A ve C vitaminleri tüketin
Organik ürünler satan bir markete giderek alışveriş sepetini
araştırmalarla cildi koruyup yeniden yapılandırdığı kanıtlanmış meyve ve
sebzelerle doldurabilirsiniz. Her gün A ve C vitaminleri (her ikisi de
antioksidan özelliği taşır) içeren yiyecekleri tüketmeye çalışın.
Özellikle seçmenizi tavsiye ettiklerimiz: Lifli yeşillikler,
turunçgiller (özellikle portakal), böğürtlen, çilek, dolmalık renkli
biberler.
Yaşlanma karşıtı ürünler kullanın
İlk kaz ayaklarının göz çevresinde oluşmasını beklemeden küçük bir tüp yaşlanma karşıtı bakım ürünü edinin.
“Hamile ve emziren kadınlar hariç, 20’li yaşlarındaki hemen hemen her kadın lokal olarak retinoid kullanıyor olmalı”
diyor New York’taki Mount Sinai Tıp Okulu Dermatoloji Uzmanı Doçent
Francesca Fusco.

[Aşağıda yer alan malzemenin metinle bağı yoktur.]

use std::collections::BTreeSet;
use std::path::PathBuf;

use crate::core::realtime::ResponseModality;
use crate::core::realtime::gemini::{GEMINI_LIVE_DEFAULT_MODEL, GEMINI_LIVE_URL, GeminiVoice};

use super::env::EnvConfig;
use super::yaml::YamlConfig;
use super::{ConfigError, ServerConfig, TlsConfig};

pub(super) const DEFAULT_HOST: &str = "0.0.0.0";
pub(super) const DEFAULT_PORT: u16 = 3001;
pub(super) const DEFAULT_TEMPERATURE: f32 = 0.6;
pub(super) const DEFAULT_SETUP_TIMEOUT_SECONDS: u64 = 10;
pub(super) const DEFAULT_CONTEXT_TIMEOUT_SECONDS: u64 = 5;
pub(super) const DEFAULT_MAX_CONNECTIONS_PER_IP: u32 = 100;

/// Merge YAML values over environment values over defaults.
pub(super) fn merge_config(yaml: Option<YamlConfig>) -> Result<ServerConfig, ConfigError> {
    let env = EnvConfig::load()?;
    let yaml = yaml.unwrap_or_default();

    let server = yaml.server.unwrap_or_default();
    let gemini = yaml.gemini.unwrap_or_default();
    let live = yaml.live.unwrap_or_default();
    let context = yaml.context.unwrap_or_default();
    let security = yaml.security.unwrap_or_default();

    let tls = match server.tls {
        Some(tls) if tls.enabled == Some(false) => None,
        Some(tls) => merge_tls(
            tls.cert_path.or(env.tls_cert_path),
            tls.key_path.or(env.tls_key_path),
        )?,
        None => merge_tls(env.tls_cert_path, env.tls_key_path)?,
    };

    let modality_names = live
        .response_modalities
        .or(env.response_modalities)
        .unwrap_or_else(|| vec![ResponseModality::Audio.as_str().to_string()]);

    Ok(ServerConfig {
        host: server
            .host
            .or(env.host)
            .unwrap_or_else(|| DEFAULT_HOST.to_string()),
        port: server.port.or(env.port).unwrap_or(DEFAULT_PORT),
        tls,

        gemini_api_key: gemini.api_key.or(env.gemini_api_key),
        gemini_endpoint: gemini
            .endpoint
            .or(env.gemini_endpoint)
            .unwrap_or_else(|| GEMINI_LIVE_URL.to_string()),

        live_model: live
            .model
            .or(env.live_model)
            .unwrap_or_else(|| GEMINI_LIVE_DEFAULT_MODEL.to_string()),
        live_voice: live
            .voice
            .or(env.live_voice)
            .unwrap_or_else(|| GeminiVoice::default().as_str().to_string()),
        response_modalities: parse_modalities(&modality_names)?,
        temperature: live
            .temperature
            .or(env.temperature)
            .unwrap_or(DEFAULT_TEMPERATURE),
        system_instruction: live.system_instruction.or(env.system_instruction),
        setup_timeout_seconds: live
            .setup_timeout_seconds
            .or(env.setup_timeout_seconds)
            .unwrap_or(DEFAULT_SETUP_TIMEOUT_SECONDS),

        shop_api_url: context.shop_api_url.or(env.shop_api_url),
        shop_context: context.static_text.or(env.shop_context),
        context_timeout_seconds: context
            .timeout_seconds
            .or(env.context_timeout_seconds)
            .unwrap_or(DEFAULT_CONTEXT_TIMEOUT_SECONDS),

        cors_allowed_origins: security.cors_allowed_origins.or(env.cors_allowed_origins),
        max_websocket_connections: security
            .max_websocket_connections
            .or(env.max_websocket_connections),
        max_connections_per_ip: security
            .max_connections_per_ip
            .or(env.max_connections_per_ip)
            .unwrap_or(DEFAULT_MAX_CONNECTIONS_PER_IP),
    })
}

fn merge_tls(
    cert_path: Option<String>,
    key_path: Option<String>,
) -> Result<Option<TlsConfig>, ConfigError> {
    match (cert_path, key_path) {
        (Some(cert), Some(key)) => Ok(Some(TlsConfig {
            cert_path: PathBuf::from(cert),
            key_path: PathBuf::from(key),
        })),
        (None, None) => Ok(None),
        (Some(_), None) => Err(ConfigError::Validation(
            "TLS certificate path is set but the key path is missing".to_string(),
        )),
        (None, Some(_)) => Err(ConfigError::Validation(
            "TLS key path is set but the certificate path is missing".to_string(),
        )),
    }
}

fn parse_modalities(names: &[String]) -> Result<BTreeSet<ResponseModality>, ConfigError> {
    names
        .iter()
        .map(|name| {
            ResponseModality::parse(name).ok_or_else(|| ConfigError::InvalidValue {
                name: "response_modalities".to_string(),
                reason: format!("unknown modality '{name}' (expected AUDIO or TEXT)"),
            })
        })
        .collect()
}
use std::env;
use std::str::FromStr;

use super::ConfigError;

/// Values read from process environment variables.
///
/// Every field is optional; defaults are applied in `merge`.
#[derive(Debug, Default)]
pub(super) struct EnvConfig {
    pub host: Option<String>,
    pub port: Option<u16>,
    pub tls_cert_path: Option<String>,
    pub tls_key_path: Option<String>,

    pub gemini_api_key: Option<String>,
    pub gemini_endpoint: Option<String>,

    pub live_model: Option<String>,
    pub live_voice: Option<String>,
    pub response_modalities: Option<Vec<String>>,
    pub temperature: Option<f32>,
    pub system_instruction: Option<String>,
    pub setup_timeout_seconds: Option<u64>,

    pub shop_api_url: Option<String>,
    pub shop_context: Option<String>,
    pub context_timeout_seconds: Option<u64>,

    pub cors_allowed_origins: Option<String>,
    pub max_websocket_connections: Option<usize>,
    pub max_connections_per_ip: Option<u32>,
}

impl EnvConfig {
    pub fn load() -> Result<Self, ConfigError> {
        Ok(Self {
            host: var("HOST"),
            port: parse_var("PORT")?,
            tls_cert_path: var("TLS_CERT_PATH"),
            tls_key_path: var("TLS_KEY_PATH"),

            gemini_api_key: var("GEMINI_API_KEY"),
            gemini_endpoint: var("GEMINI_LIVE_URL"),

            live_model: var("LIVE_MODEL"),
            live_voice: var("LIVE_VOICE"),
            response_modalities: var("LIVE_RESPONSE_MODALITIES").map(|v| split_list(&v)),
            temperature: parse_var("LIVE_TEMPERATURE")?,
            system_instruction: var("LIVE_SYSTEM_INSTRUCTION"),
            setup_timeout_seconds: parse_var("LIVE_SETUP_TIMEOUT_SECONDS")?,

            shop_api_url: var("SHOP_API_URL"),
            shop_context: var("SHOP_CONTEXT"),
            context_timeout_seconds: parse_var("SHOP_CONTEXT_TIMEOUT_SECONDS")?,

            cors_allowed_origins: var("CORS_ALLOWED_ORIGINS"),
            max_websocket_connections: parse_var("MAX_WEBSOCKET_CONNECTIONS")?,
            max_connections_per_ip: parse_var("MAX_CONNECTIONS_PER_IP")?,
        })
    }
}

/// Read a variable, treating empty values as unset.
fn var(name: &str) -> Option<String> {
    env::var(name)
        .ok()
        .map(|v| v.trim().to_string())
        .filter(|v| !v.is_empty())
}

fn parse_var<T>(name: &str) -> Result<Option<T>, ConfigError>
where
    T: FromStr,
    T::Err: std::fmt::Display,
{
    var(name)
        .map(|raw| {
            raw.parse::<T>().map_err(|e| ConfigError::InvalidValue {
                name: name.to_string(),
                reason: format!("'{raw}': {e}"),
            })
        })
        .transpose()
}

pub(super) fn split_list(raw: &str) -> Vec<String> {
    raw.split(',')
        .map(str::trim)
        .filter(|s| !s.is_empty())
        .map(str::to_string)
        .collect()
}
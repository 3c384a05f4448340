use axum::{Router, routing::get};
use std::sync::Arc;

use crate::handlers::api;
use crate::state::AppState;

/// Public HTTP routes
pub fn create_api_router() -> Router<Arc<AppState>> {
    Router::new().route("/", get(api::health_check))
}
pub mod config;
pub mod core;
pub mod handlers;
pub mod middleware;
pub mod routes;
pub mod state;

// Re-export commonly used items for convenience
pub use config::ServerConfig;
pub use crate::core::*;
pub use state::AppState;
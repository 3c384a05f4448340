//! Server Startup Tests
//!
//! Configuration loading and router assembly as `main` performs them.

use std::fs;
use std::time::Duration;

use axum::{body::Body, http::Request};
use serial_test::serial;
use tempfile::TempDir;
use tower::util::ServiceExt;

use kirana_gateway::config::ConfigError;
use kirana_gateway::{ServerConfig, routes, state::AppState};

/// Test that the server boots without any API key
#[tokio::test]
async fn test_minimal_config_boot() {
    let config = ServerConfig {
        host: "127.0.0.1".to_string(),
        ..Default::default()
    };

    let app_state = AppState::new(config).await;
    let app = routes::create_app(app_state);

    let request = Request::builder().uri("/").body(Body::empty()).unwrap();
    let response = app.oneshot(request).await.unwrap();

    assert_eq!(response.status(), axum::http::StatusCode::OK);
}

/// A plain GET on the live route is not an upgrade and must not hold a slot
#[tokio::test]
async fn test_live_route_requires_upgrade() {
    let app_state = AppState::new(ServerConfig::default()).await;
    let app = routes::create_app(app_state.clone());

    let mut request = Request::builder().uri("/live").body(Body::empty()).unwrap();
    request
        .extensions_mut()
        .insert(axum::extract::ConnectInfo(std::net::SocketAddr::from((
            [127, 0, 0, 1],
            5000,
        ))));
    let response = app.oneshot(request).await.unwrap();

    assert!(response.status().is_client_error());
    assert_eq!(app_state.ws_connection_count(), 0);
}

/// An upgrade the WebSocket extractor rejects must give its slot back
#[tokio::test]
async fn test_rejected_upgrade_releases_slot() {
    let config = ServerConfig {
        max_connections_per_ip: 2,
        ..Default::default()
    };
    let app_state = AppState::new(config).await;
    let app = routes::create_app(app_state.clone());

    // Upgrade header only: no Connection, Sec-WebSocket-Key or version.
    for _ in 0..3 {
        let mut request = Request::builder()
            .uri("/live")
            .header("upgrade", "websocket")
            .body(Body::empty())
            .unwrap();
        request
            .extensions_mut()
            .insert(axum::extract::ConnectInfo(std::net::SocketAddr::from((
                [127, 0, 0, 1],
                5001,
            ))));
        let response = app.clone().oneshot(request).await.unwrap();

        assert!(response.status().is_client_error());
        assert_ne!(response.status(), axum::http::StatusCode::TOO_MANY_REQUESTS);
        assert_eq!(app_state.ws_connection_count(), 0);
    }
    assert_eq!(
        app_state.ip_connection_count(&std::net::Ipv4Addr::LOCALHOST.into()),
        0
    );
}

#[tokio::test]
async fn test_unknown_route_is_not_found() {
    let app = routes::create_app(AppState::new(ServerConfig::default()).await);

    let request = Request::builder()
        .uri("/realtime")
        .body(Body::empty())
        .unwrap();
    let response = app.oneshot(request).await.unwrap();

    assert_eq!(response.status(), axum::http::StatusCode::NOT_FOUND);
}

/// YAML values win over the environment and defaults fill the rest
#[test]
#[serial]
fn test_config_from_yaml_file() {
    let temp_dir = TempDir::new().unwrap();
    let path = temp_dir.path().join("config.yaml");
    fs::write(
        &path,
        r#"
server:
  host: "127.0.0.1"
  port: 4100
live:
  voice: "Puck"
  response_modalities: ["AUDIO", "TEXT"]
  setup_timeout_seconds: 3
context:
  static_text: "Rice: 12 bags"
security:
  max_websocket_connections: 50
"#,
    )
    .unwrap();

    unsafe {
        std::env::set_var("PORT", "9999");
        std::env::set_var("GEMINI_API_KEY", "from-env");
    }
    let config = ServerConfig::from_file(&path);
    unsafe {
        std::env::remove_var("PORT");
        std::env::remove_var("GEMINI_API_KEY");
    }
    let config = config.unwrap();

    assert_eq!(config.address(), "127.0.0.1:4100");
    assert_eq!(config.live_voice, "Puck");
    assert_eq!(config.response_modalities.len(), 2);
    assert_eq!(config.setup_timeout(), Duration::from_secs(3));
    assert_eq!(config.shop_context.as_deref(), Some("Rice: 12 bags"));
    assert_eq!(config.max_websocket_connections, Some(50));
    assert_eq!(config.gemini_api_key.as_deref(), Some("from-env"));
    assert!(!config.is_tls_enabled());
}

#[test]
#[serial]
fn test_invalid_yaml_values_are_rejected() {
    let temp_dir = TempDir::new().unwrap();
    let path = temp_dir.path().join("config.yaml");
    fs::write(&path, "live:\n  temperature: 7.5\n").unwrap();

    assert!(matches!(
        ServerConfig::from_file(&path),
        Err(ConfigError::Validation(_))
    ));
}

#[test]
#[serial]
fn test_missing_config_file_is_reported() {
    let temp_dir = TempDir::new().unwrap();
    let path = temp_dir.path().join("absent.yaml");

    assert!(matches!(
        ServerConfig::from_file(&path),
        Err(ConfigError::Read { .. })
    ));
}

#[test]
#[serial]
fn test_example_config_loads() {
    let path = std::path::Path::new(env!("CARGO_MANIFEST_DIR")).join("config.example.yaml");
    let config = ServerConfig::from_file(&path).unwrap();

    assert_eq!(config.port, 3001);
    assert_eq!(config.live_voice, "Kore");
    assert_eq!(config.shop_api_url.as_deref(), Some("http://localhost:8000"));
    assert_eq!(config.max_websocket_connections, Some(500));
}
pub mod search_input;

Nedenini ise söyle anlatıyor: Retinoidler, A vitamini
içeren bileşenler, cildi güneşin zararlarından korur ve yaşlanma
belirtilerini önler. Hirsch’e göre
“Bunlar cilt yenilenmesini, cansız gözenek tıkayıcı hücrelerin dökülmesini sağlar.”